» Task instructions:
Scan the data below and copy each line where "Clone" occurs.

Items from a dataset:
------------------------------------------------------------

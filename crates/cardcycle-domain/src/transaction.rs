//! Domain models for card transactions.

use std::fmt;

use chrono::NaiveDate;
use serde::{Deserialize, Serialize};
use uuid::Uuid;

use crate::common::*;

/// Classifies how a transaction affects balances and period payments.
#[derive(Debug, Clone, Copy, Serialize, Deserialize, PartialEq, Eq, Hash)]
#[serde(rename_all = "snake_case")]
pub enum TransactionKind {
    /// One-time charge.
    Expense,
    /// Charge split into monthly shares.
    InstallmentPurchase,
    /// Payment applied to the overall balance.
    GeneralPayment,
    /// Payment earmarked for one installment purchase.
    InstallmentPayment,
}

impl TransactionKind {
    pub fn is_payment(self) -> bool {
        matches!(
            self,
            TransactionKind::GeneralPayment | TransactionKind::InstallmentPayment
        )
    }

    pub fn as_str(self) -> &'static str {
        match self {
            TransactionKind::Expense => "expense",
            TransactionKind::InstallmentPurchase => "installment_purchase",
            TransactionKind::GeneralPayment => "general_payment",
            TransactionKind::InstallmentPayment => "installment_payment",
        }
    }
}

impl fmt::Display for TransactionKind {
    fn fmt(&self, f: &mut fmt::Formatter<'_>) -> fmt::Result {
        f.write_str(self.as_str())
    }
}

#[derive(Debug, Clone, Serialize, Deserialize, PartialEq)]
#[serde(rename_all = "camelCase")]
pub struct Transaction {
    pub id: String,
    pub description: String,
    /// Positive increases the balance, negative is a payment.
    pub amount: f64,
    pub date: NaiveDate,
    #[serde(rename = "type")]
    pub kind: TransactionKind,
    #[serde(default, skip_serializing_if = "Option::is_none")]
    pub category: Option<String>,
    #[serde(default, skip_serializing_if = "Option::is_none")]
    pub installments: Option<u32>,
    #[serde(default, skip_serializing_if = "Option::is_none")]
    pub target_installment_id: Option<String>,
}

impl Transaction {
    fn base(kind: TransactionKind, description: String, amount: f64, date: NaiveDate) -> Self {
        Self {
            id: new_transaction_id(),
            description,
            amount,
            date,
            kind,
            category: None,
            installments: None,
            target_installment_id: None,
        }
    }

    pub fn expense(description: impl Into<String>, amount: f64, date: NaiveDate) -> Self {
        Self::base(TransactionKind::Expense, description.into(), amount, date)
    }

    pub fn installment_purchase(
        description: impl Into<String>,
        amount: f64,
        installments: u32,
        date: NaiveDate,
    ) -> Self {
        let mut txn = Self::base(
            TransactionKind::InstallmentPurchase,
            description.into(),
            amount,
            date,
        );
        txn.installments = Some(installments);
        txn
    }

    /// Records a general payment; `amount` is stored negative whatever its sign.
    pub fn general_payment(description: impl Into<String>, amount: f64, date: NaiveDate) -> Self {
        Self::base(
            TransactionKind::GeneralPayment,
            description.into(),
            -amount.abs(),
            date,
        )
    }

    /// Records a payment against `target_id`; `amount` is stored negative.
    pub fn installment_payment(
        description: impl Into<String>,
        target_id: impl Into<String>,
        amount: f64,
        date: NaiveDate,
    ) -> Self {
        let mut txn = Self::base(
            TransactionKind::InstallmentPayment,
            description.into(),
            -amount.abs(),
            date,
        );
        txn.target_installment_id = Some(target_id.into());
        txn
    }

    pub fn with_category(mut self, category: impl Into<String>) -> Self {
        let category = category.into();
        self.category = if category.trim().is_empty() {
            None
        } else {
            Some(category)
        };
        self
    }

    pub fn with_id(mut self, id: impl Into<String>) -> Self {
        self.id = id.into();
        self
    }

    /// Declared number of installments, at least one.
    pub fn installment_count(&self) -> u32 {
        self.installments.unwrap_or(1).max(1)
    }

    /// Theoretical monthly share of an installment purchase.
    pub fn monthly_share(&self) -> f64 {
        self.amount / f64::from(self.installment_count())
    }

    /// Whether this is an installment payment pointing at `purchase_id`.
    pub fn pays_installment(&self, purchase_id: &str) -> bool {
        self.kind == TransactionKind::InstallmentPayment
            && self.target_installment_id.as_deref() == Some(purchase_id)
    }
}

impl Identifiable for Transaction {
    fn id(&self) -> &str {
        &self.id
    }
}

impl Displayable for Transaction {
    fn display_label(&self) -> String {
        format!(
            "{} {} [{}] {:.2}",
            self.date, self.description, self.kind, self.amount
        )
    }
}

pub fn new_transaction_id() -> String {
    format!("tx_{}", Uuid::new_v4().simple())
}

------------------------------------------------------------

» Reply to the task:
#[derive(Debug, Clone, Copy, Serialize, Deserialize, PartialEq, Eq, Hash)]
#[derive(Debug, Clone, Serialize, Deserialize, PartialEq)]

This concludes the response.